If we put $z:=(1+i)/2$ into $(1)$ and get the imaginary part of it, we get

$$\Im\left[\operatorname{Li}_3\left(\frac{1+i}{2}\right)\right] - \Im \left[\operatorname{Li}_3(1-i)\right] = \frac{7\pi^3}{128}+\frac{3\pi}{32}\ln^2 2.$$

@Tunk-Fey said that $\displaystyle\Im[\operatorname{Li}_3(1-i)]=-\Im[\operatorname{Li}_3(1+i)]$, so it is also true, that

$$\Im\left[\operatorname{Li}_3\left(\frac{1+i}{2}\right)\right] + \Im \left[\operatorname{Li}_3(1+i)\right] = \frac{7\pi^3}{128}+\frac{3\pi}{32}\ln^2 2.$$

Sadly the only two exact complex value of $\operatorname{Li}_3$ function what I found is $\operatorname{Li}_3(\pm i).$ We could use it, but with known identities we coudn't break out of the prison of $\operatorname{Li}_3(1+i)$ or $\operatorname{Li}_3(1-i)$ with this approach.

I found nothing about it, but I think @Tunk-Fey's result is in general true, and I think that is true, that $\Im \operatorname{Li}_3(z)+\Im \operatorname{Li}_3(\overline{z}) = 0$ for all $z$ which have complex part. It isn't a good news, because using identities we get an unknown complex value of $\operatorname{Li}_3$ or a complex conjugate pair of the variable what we are looking for.

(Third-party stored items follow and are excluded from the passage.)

// SPDX-License-Identifier: MIT OR Apache-2.0

//! Provenance-tagged lookup results and storable values.
//!
//! Every resolved leaf value travels with the absolute key it was read from,
//! so callers can always tell which configuration layer produced an answer.

use crate::domain::errors::{ConfmgrError, Result};
use crate::domain::KeyKind;
use serde::{Deserialize, Serialize};
use std::collections::{BTreeMap, HashMap};

/// A resolved value together with the absolute key it came from.
///
/// An empty `ValueSource` (empty value and empty source) is what a scalar
/// lookup returns when no candidate key exists.
///
/// # Examples
///
/// ```
/// use confmgr::domain::ValueSource;
///
/// let value = ValueSource::new("east1", "cfg:site/east:db");
/// assert_eq!(value.value, "east1");
/// assert!(!value.is_empty());
/// assert!(ValueSource::default().is_empty());
/// ```
#[derive(Clone, Debug, Default, PartialEq, Eq, Serialize, Deserialize)]
pub struct ValueSource {
    /// The resolved value
    pub value: String,
    /// The absolute key the value was read from
    pub source: String,
}

impl ValueSource {
    /// Creates a new `ValueSource`.
    pub fn new(value: impl Into<String>, source: impl Into<String>) -> Self {
        Self {
            value: value.into(),
            source: source.into(),
        }
    }

    /// Returns `true` if no key contributed this value.
    pub fn is_empty(&self) -> bool {
        self.source.is_empty()
    }
}

/// The answer to a lookup.
///
/// Serializes as `{"type": "<kind>", "data": ...}` where the type tag equals
/// the [`KeyKind`] the result represents.
#[derive(Clone, Debug, PartialEq, Eq, Serialize)]
#[serde(tag = "type", content = "data", rename_all = "lowercase")]
pub enum LookupResult {
    /// A single scalar value
    String(ValueSource),
    /// Merged hash fields
    Hash(BTreeMap<String, ValueSource>),
    /// Concatenated list entries
    List(Vec<ValueSource>),
}

impl LookupResult {
    /// Returns the kind this result represents.
    pub fn kind(&self) -> KeyKind {
        match self {
            LookupResult::String(_) => KeyKind::String,
            LookupResult::Hash(_) => KeyKind::Hash,
            LookupResult::List(_) => KeyKind::List,
        }
    }

    /// Returns `true` if nothing was found.
    pub fn is_empty(&self) -> bool {
        match self {
            LookupResult::String(value) => value.is_empty(),
            LookupResult::Hash(fields) => fields.is_empty(),
            LookupResult::List(entries) => entries.is_empty(),
        }
    }

    /// Renders the result as plain text without provenance.
    ///
    /// Scalars render as their value, hashes as `field: value` lines in field
    /// order and lists as one value per line.
    ///
    /// # Examples
    ///
    /// ```
    /// use confmgr::domain::{LookupResult, ValueSource};
    ///
    /// let list = LookupResult::List(vec![
    ///     ValueSource::new("x", "cfg:a:servers"),
    ///     ValueSource::new("y", "cfg:b:servers"),
    /// ]);
    /// assert_eq!(list.to_text(), "x\ny");
    /// ```
    pub fn to_text(&self) -> String {
        match self {
            LookupResult::String(value) => value.value.clone(),
            LookupResult::Hash(fields) => fields
                .iter()
                .map(|(field, value)| format!("{}: {}", field, value.value))
                .collect::<Vec<_>>()
                .join("\n"),
            LookupResult::List(entries) => entries
                .iter()
                .map(|entry| entry.value.as_str())
                .collect::<Vec<_>>()
                .join("\n"),
        }
    }

    /// Renders the result as JSON, including provenance.
    pub fn to_json(&self) -> Result<String> {
        serde_json::to_string(self).map_err(|e| ConfmgrError::ParseError {
            message: format!("Failed to encode lookup result: {}", e),
            source: Some(Box::new(e)),
        })
    }
}

/// A value as written to the store.
///
/// This is the typed form of the `{"type": ..., "data": ...}` payloads used
/// to seed the store.
///
/// # Examples
///
/// ```
/// use confmgr::domain::{KeyKind, StoredValue};
///
/// let value = StoredValue::from_json(r#"{"type": "list", "data": ["a", "b"]}"#).unwrap();
/// assert_eq!(value.kind(), KeyKind::List);
/// ```
#[derive(Clone, Debug, PartialEq, Eq, Serialize, Deserialize)]
#[serde(tag = "type", content = "data", rename_all = "lowercase")]
pub enum StoredValue {
    /// A plain string
    String(String),
    /// A field map
    Hash(HashMap<String, String>),
    /// An ordered list
    List(Vec<String>),
}

impl StoredValue {
    /// Returns the kind of this value.
    pub fn kind(&self) -> KeyKind {
        match self {
            StoredValue::String(_) => KeyKind::String,
            StoredValue::Hash(_) => KeyKind::Hash,
            StoredValue::List(_) => KeyKind::List,
        }
    }

    /// Decodes a value from its JSON payload.
    pub fn from_json(payload: &str) -> Result<Self> {
        serde_json::from_str(payload).map_err(|e| ConfmgrError::ParseError {
            message: format!("Invalid stored value payload: {}", e),
            source: Some(Box::new(e)),
        })
    }
}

Of course there is relationship between polylogarithm function and generalized hypergeometric function. For $\operatorname{Li}_3$ we have $$\operatorname{Li}_3(z) = z \;_{4}F_{3} (1,1,\dots,1; \,2,2,\dots,2; \,z).$$

So we could write the problem also into the form

$$\Im\left[\operatorname{Li}_3\left(\frac{1+i}{2}\right)\right] = \Im\left[\frac{1+i}{2}{_4F_3}\left(\begin{array}c\ 1,1,1,1\\2,2,2\end{array}\middle|\,\frac{1+i}{2}\right) \right].$$

I don't know how @Cleo transformed it into the form that is given above, but it is really nice, how the imaginary part is eliminated.

If somebody could give some more complex valued exact solutions of $\operatorname{Li}_3$ function, then maybe I could get something more. But for now, I'm also waiting for a solution.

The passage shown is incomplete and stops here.